Accident (philosophy)

The term commercial (also: accident ) (Latin accidens ) denotes the non- essentials ( not Essential ), of what changes, the Random (Greek symbebêkos ) as opposed to substance. Akzidentiell anything of substance here are adherent, but their non-essential or necessary provisions.

Commercial Aristotle

The distinction between substance and accident was introduced by Aristotle in philosophy. It shares the predication in ten basic categories. He distinguishes the category of substance ( in Aristotle: ancient Greek, ousia ') than to determining from the other nine, the accidentals quantity, quality, relation, timing, localization, activity, suffering, location and ownership, through the substance of the statement determine. The classical passage in Aristotle's treatise on the categories is:

"With, in an Underlying ' I mean, what's in something can exist from the not as a part, and not separately, which it is. For example, the individual grammatical knowledge is in an Underlying, the soul [ ... ] and the individual is in a white Underlying, the body. "

The Underlying, Latin substantia or Latin substratum corresponds, in Aristotle the substance and what is in it, the properties or accidents. That the Underlying actually individual things are meant in the sense of an ontological Partikluarismus, it becomes clear in the following location:

" Substance but is primarily and in the first place and especially mentioned, which is predicated neither of any Underlying, nor is in a Underlying, for example, the individual man or the individual horse. " "

Grammatical knowledge is in Aristotle, therefore, an example of a property, he called substance, however, the soul or the individual man.

Scholasticism and neo-Thomism

Great importance was the term in the context of scholastic philosophy of Thomas Aquinas. With him it is said: " Accidentis eat est inesse ", ie: ". For a commercial means to be to be something " in the same direction is going to be " accident of non est ens sed entis ", thus: " A commercial is not a being, but a something beings belonging. "

So it is between the real commercial, which are separated by the omnipotence of God continues to exist on the substance and distinguish the accidental forms. However, these are not independent or self of the substance, they are considered rather as inseparable and adherent to the substance.

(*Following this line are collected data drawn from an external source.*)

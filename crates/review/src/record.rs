//! Flagged records awaiting (or carrying) a review decision

use chrono::{DateTime, Utc};
use serde::{Deserialize, Serialize};
use strum_macros::{Display, EnumString};

use reliefguard_core::Transaction;
use reliefguard_detector::Flag;
use reliefguard_risk::RiskLevel;

/// The reviewer's verdict
#[derive(
    Debug, Clone, Copy, PartialEq, Eq, Hash, Serialize, Deserialize, Display, EnumString,
)]
#[serde(rename_all = "snake_case")]
#[strum(serialize_all = "snake_case")]
pub enum ReviewDecision {
    /// The transaction may settle despite the flags
    Approve,
    /// The transaction is rejected
    Reject,
}

/// Where a record stands in the queue
#[derive(
    Debug, Clone, Copy, PartialEq, Eq, Hash, Serialize, Deserialize, Display, EnumString,
)]
#[serde(rename_all = "snake_case")]
#[strum(serialize_all = "snake_case")]
pub enum ReviewStatus {
    Pending,
    Reviewed,
}

/// One flagged transaction in the review queue.
///
/// Immutable after the decision lands; reviewed records stay in the queue
/// for audit.
#[derive(Debug, Clone, Serialize, Deserialize)]
pub struct FlaggedRecord {
    pub transaction: Transaction,
    /// The flags that triggered the review requirement
    pub flags: Vec<Flag>,
    pub risk_level: RiskLevel,
    pub status: ReviewStatus,
    /// Admission order, ascending from the first enqueue
    pub enqueue_seq: u64,
    pub flagged_at: DateTime<Utc>,
    pub decision: Option<ReviewDecision>,
    pub reviewer_id: Option<String>,
    pub review_notes: Option<String>,
    pub reviewed_at: Option<DateTime<Utc>>,
}

impl FlaggedRecord {
    pub fn is_pending(&self) -> bool {
        self.status == ReviewStatus::Pending
    }
}

#[cfg(test)]
mod tests {
    use super::*;
    use std::str::FromStr;

    #[test]
    fn test_decision_wire_names() {
        assert_eq!(ReviewDecision::Approve.to_string(), "approve");
        assert_eq!(
            ReviewDecision::from_str("reject").unwrap(),
            ReviewDecision::Reject
        );
    }

    #[test]
    fn test_status_wire_names() {
        assert_eq!(
            serde_json::to_string(&ReviewStatus::Pending).unwrap(),
            "\"pending\""
        );
    }
}
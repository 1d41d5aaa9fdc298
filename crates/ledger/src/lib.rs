//! ReliefGuard Ledger Accessor
//!
//! Read-only view over completed/pending transactions for a given actor and
//! time window. The fraud engine consumes this boundary through the
//! [`LedgerAccessor`] trait so the core can be tested with the in-memory
//! implementation and swapped onto any storage engine.

pub mod accessor;
pub mod error;
pub mod memory;

pub use accessor::LedgerAccessor;
pub use error::{LedgerError, LedgerResult};
pub use memory::InMemoryLedger;
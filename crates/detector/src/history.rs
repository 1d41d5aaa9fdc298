//! HistorySnapshot - consistent windowed aggregates for one evaluation
//!
//! A snapshot is taken once per evaluation, inside the engine's per-actor
//! critical section, and every check reads the same snapshot. No check can
//! observe a partially-updated window.

use chrono::{DateTime, Duration, Utc};
use rust_decimal::Decimal;

use reliefguard_core::Transaction;

/// Read-only snapshot of an actor's recent transactions, plus the
/// candidate counterparty's recent received transactions.
#[derive(Debug, Clone)]
pub struct HistorySnapshot {
    /// Actor's outgoing transactions, ascending by timestamp
    actor_transactions: Vec<Transaction>,
    /// Candidate counterparty's incoming transactions, ascending by timestamp
    counterparty_received: Vec<Transaction>,
    /// Evaluation time - all windows trail back from this instant
    as_of: DateTime<Utc>,
}

impl HistorySnapshot {
    /// Build a snapshot as of `as_of`
    pub fn new(
        actor_transactions: Vec<Transaction>,
        counterparty_received: Vec<Transaction>,
        as_of: DateTime<Utc>,
    ) -> Self {
        Self {
            actor_transactions,
            counterparty_received,
            as_of,
        }
    }

    /// Empty snapshot for degraded evaluation
    pub fn empty(as_of: DateTime<Utc>) -> Self {
        Self::new(Vec::new(), Vec::new(), as_of)
    }

    /// Snapshot instant
    pub fn as_of(&self) -> DateTime<Utc> {
        self.as_of
    }

    fn in_window<'a>(
        txs: &'a [Transaction],
        cutoff: DateTime<Utc>,
        as_of: DateTime<Utc>,
    ) -> impl Iterator<Item = &'a Transaction> {
        txs.iter()
            .filter(move |t| t.timestamp >= cutoff && t.timestamp <= as_of)
    }

    /// Count of actor transactions in the trailing window (candidate excluded)
    pub fn count_within(&self, window: Duration) -> usize {
        Self::in_window(&self.actor_transactions, self.as_of - window, self.as_of).count()
    }

    /// Sum of actor spend in the trailing window (candidate excluded)
    pub fn sum_within(&self, window: Duration) -> Decimal {
        Self::in_window(&self.actor_transactions, self.as_of - window, self.as_of)
            .map(|t| t.amount.value())
            .sum()
    }

    /// Earlier transaction matching the candidate's counterparty and amount
    /// inside the window, if any
    pub fn duplicate_of<'a>(
        &'a self,
        candidate: &Transaction,
        window: Duration,
    ) -> Option<&'a Transaction> {
        Self::in_window(&self.actor_transactions, self.as_of - window, self.as_of)
            .filter(|t| t.id != candidate.id)
            .find(|t| {
                t.counterparty_id == candidate.counterparty_id && t.amount == candidate.amount
            })
    }

    /// Actor spend routed to one counterparty in the trailing window
    /// (candidate excluded)
    pub fn counterparty_spend_within(&self, counterparty_id: &str, window: Duration) -> Decimal {
        Self::in_window(&self.actor_transactions, self.as_of - window, self.as_of)
            .filter(|t| t.counterparty_id == counterparty_id)
            .map(|t| t.amount.value())
            .sum()
    }

    /// Counterparty's received total in the trailing window (candidate excluded)
    pub fn received_sum_within(&self, window: Duration) -> Decimal {
        Self::in_window(&self.counterparty_received, self.as_of - window, self.as_of)
            .map(|t| t.amount.value())
            .sum()
    }
}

In the scholastic as well as in neo-Thomism is the ratio of commercial to the substance also based on the ratio of body to the soul, the body representing the commercial. From this is derived in the Eucharist teaching an explanation of the events during the Holy Mass from. While the accidents, ie the properties of bread and wine remain changes, or transforms the substance, ie, the nature (ie not just the matter) the Eucharist into the body and blood of the risen Christ. This view is referred to in theology as transubstantiation.

Change in the 17th century

In the 17th century, the perception of the relationship of the substance for commercial and changed their separation. René Descartes, Thomas Hobbes, among others rejected the existence of " real" accidents. The opposition between substance and accident disappeared or was interpreted increasingly materialistic.

For Spinoza, there was only a single infinite substance. The accidents become attributes or modes of this substance. This view is also today still continue more or less.

Kant

Kant gives a lecture in one of his writings a fourfold distinction of predicates in essentialia, Attributa, modes and Relationes. Essentialia come to the subject immediately, and a priori, attributes, indirectly but still apriori, modes are immediate properties, but non- apriori and relations or indirectly, a priori. Modes are "states" of a substance, " Relationes " its relations with other substances. Attributes are those predicates that are not intensional part of the generic concept of substance. In this respect, can play a special attribute an individual who does not share the other members of the genus, except the essentialia all of these property classes may have commercial work. General - necessary attributes there are, according to Kant as well, just they are the ones who will be awarded a subject in a synthetic a priori judgment (see Immanuel Kant: AA 0008VIII, 226-246 ).

Epistemologically is initially no difference between representations of substances and accidents in the mind. Both are equally important components of categorical judgments. Be " This ball is red. " And " This is Red ball -shaped" are equally correct judgments about a red ball is only through the schema of the substance, the persistence in time, can substance and accident meaningful distinction (see Immanuel Kant: AA 0003III, 137-138 )

By generalization of the schema over all phenomena is obtained as the first analogy of experience, the persistence of matter of appearance as " primary substance ". Their essential characteristics, however, of human knowledge not open (see Immanuel Kant: AA 0003III, 224). For commercial work in the sense of variable properties then the third principle of the Analogies of Experience is: Any change happens according to the law of the connection of cause with the effect, that is, from causality and according to rules. This analogy is Kant's limited to appearances version of the principle of sufficient reason.